How to complete this task: From the records below, pull each line that has "NotApplicable".

Information provided:

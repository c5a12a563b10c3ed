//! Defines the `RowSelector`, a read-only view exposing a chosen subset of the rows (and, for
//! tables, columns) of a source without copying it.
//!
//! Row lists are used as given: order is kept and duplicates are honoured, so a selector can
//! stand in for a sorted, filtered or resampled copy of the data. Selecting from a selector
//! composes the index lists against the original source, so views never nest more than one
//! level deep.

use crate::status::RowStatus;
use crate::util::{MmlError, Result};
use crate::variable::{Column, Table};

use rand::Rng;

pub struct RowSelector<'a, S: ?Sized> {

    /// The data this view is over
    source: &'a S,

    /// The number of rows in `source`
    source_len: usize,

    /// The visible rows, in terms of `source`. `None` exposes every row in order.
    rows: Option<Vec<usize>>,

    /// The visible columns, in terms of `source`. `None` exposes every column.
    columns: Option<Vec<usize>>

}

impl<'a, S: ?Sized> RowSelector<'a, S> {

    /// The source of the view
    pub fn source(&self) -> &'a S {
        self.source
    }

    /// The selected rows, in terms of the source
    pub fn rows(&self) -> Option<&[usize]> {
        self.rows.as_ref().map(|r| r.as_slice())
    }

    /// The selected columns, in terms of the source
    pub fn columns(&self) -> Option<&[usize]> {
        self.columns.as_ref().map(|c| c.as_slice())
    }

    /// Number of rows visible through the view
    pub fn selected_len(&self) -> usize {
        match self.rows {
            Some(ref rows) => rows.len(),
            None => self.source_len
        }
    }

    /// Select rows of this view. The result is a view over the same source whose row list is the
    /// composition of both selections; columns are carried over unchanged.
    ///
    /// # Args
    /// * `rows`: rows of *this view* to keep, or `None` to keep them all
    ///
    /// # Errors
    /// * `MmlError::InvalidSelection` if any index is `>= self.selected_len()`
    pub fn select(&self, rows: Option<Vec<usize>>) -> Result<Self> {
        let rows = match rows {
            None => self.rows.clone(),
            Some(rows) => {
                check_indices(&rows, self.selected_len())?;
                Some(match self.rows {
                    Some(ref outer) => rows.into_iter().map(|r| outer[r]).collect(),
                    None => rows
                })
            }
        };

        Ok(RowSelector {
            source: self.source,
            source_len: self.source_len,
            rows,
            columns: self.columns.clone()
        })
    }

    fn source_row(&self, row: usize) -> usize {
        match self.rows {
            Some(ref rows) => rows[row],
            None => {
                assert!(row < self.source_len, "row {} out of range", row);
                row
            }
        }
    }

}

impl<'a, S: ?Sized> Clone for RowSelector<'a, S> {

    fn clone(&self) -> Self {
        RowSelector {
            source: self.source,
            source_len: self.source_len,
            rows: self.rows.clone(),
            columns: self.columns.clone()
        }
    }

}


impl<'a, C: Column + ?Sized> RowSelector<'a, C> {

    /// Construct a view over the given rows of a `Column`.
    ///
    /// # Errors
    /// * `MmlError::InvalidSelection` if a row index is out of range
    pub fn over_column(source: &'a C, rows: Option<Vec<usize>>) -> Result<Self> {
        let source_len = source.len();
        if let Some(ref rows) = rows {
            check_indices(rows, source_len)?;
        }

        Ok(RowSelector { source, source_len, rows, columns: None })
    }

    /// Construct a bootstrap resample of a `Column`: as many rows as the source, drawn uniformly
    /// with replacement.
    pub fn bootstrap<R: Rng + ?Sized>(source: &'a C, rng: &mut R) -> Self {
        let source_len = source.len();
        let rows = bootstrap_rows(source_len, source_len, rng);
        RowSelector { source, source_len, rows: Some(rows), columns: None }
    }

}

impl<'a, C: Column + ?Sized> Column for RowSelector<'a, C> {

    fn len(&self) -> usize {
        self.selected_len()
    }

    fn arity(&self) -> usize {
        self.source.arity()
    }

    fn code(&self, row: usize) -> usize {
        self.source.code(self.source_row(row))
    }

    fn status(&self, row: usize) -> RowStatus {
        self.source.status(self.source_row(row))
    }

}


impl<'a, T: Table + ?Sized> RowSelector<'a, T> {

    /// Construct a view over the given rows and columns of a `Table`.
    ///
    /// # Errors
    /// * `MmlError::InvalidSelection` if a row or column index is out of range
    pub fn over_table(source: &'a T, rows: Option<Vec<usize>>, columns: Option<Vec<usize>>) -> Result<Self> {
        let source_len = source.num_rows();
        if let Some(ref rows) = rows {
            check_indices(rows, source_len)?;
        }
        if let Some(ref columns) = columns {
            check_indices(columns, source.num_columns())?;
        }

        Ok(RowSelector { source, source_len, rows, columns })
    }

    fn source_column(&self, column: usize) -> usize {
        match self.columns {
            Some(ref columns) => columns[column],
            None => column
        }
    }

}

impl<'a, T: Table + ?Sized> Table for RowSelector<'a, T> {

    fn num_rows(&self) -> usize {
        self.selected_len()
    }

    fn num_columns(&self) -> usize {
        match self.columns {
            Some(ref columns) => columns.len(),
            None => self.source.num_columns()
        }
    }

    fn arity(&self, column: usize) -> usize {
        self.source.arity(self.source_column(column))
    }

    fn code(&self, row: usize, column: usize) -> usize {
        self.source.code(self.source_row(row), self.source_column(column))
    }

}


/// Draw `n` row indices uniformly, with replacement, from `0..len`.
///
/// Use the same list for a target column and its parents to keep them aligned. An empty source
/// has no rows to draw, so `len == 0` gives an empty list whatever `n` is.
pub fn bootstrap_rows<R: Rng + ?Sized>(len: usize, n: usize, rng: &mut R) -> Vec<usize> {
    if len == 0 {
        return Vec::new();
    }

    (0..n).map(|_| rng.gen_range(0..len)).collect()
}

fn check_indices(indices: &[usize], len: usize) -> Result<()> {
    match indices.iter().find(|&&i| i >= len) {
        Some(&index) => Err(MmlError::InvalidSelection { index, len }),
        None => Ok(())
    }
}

---

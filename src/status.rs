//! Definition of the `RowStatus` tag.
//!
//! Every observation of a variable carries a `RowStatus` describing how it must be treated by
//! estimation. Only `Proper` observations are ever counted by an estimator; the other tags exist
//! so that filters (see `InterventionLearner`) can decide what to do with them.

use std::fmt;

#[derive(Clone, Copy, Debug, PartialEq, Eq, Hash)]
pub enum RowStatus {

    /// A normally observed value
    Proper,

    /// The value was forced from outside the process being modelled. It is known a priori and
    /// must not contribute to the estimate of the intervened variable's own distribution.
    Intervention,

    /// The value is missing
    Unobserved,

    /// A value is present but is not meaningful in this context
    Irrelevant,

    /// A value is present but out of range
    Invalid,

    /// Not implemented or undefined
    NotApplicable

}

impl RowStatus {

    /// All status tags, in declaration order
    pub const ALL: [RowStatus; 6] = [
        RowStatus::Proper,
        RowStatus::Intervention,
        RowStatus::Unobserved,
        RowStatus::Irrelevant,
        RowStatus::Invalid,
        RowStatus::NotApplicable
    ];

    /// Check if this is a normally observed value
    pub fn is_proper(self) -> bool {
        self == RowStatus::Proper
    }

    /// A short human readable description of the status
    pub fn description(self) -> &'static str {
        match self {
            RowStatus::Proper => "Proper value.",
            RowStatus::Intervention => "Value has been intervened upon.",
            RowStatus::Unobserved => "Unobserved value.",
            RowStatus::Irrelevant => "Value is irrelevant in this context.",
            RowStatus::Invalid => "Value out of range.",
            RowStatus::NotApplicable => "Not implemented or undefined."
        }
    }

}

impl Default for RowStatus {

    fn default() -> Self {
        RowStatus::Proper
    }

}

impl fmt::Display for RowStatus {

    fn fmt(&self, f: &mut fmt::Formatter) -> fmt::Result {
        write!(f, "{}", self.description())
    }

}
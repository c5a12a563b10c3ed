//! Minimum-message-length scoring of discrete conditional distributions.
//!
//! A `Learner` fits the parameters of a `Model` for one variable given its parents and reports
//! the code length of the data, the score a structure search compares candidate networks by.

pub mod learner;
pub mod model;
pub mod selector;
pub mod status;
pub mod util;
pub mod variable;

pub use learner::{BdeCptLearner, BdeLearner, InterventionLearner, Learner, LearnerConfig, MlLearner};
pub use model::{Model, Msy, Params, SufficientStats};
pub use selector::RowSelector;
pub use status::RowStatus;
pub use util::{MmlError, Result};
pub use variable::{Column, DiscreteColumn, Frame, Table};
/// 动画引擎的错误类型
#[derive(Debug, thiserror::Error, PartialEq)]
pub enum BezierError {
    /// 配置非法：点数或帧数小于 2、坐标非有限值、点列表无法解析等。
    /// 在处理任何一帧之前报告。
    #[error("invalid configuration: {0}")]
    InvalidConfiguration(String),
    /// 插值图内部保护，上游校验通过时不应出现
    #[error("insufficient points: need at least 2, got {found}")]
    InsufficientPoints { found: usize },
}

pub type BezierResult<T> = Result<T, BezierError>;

Task solution:
    NotApplicable
        RowStatus::NotApplicable
            RowStatus::NotApplicable => "Not implemented or undefined."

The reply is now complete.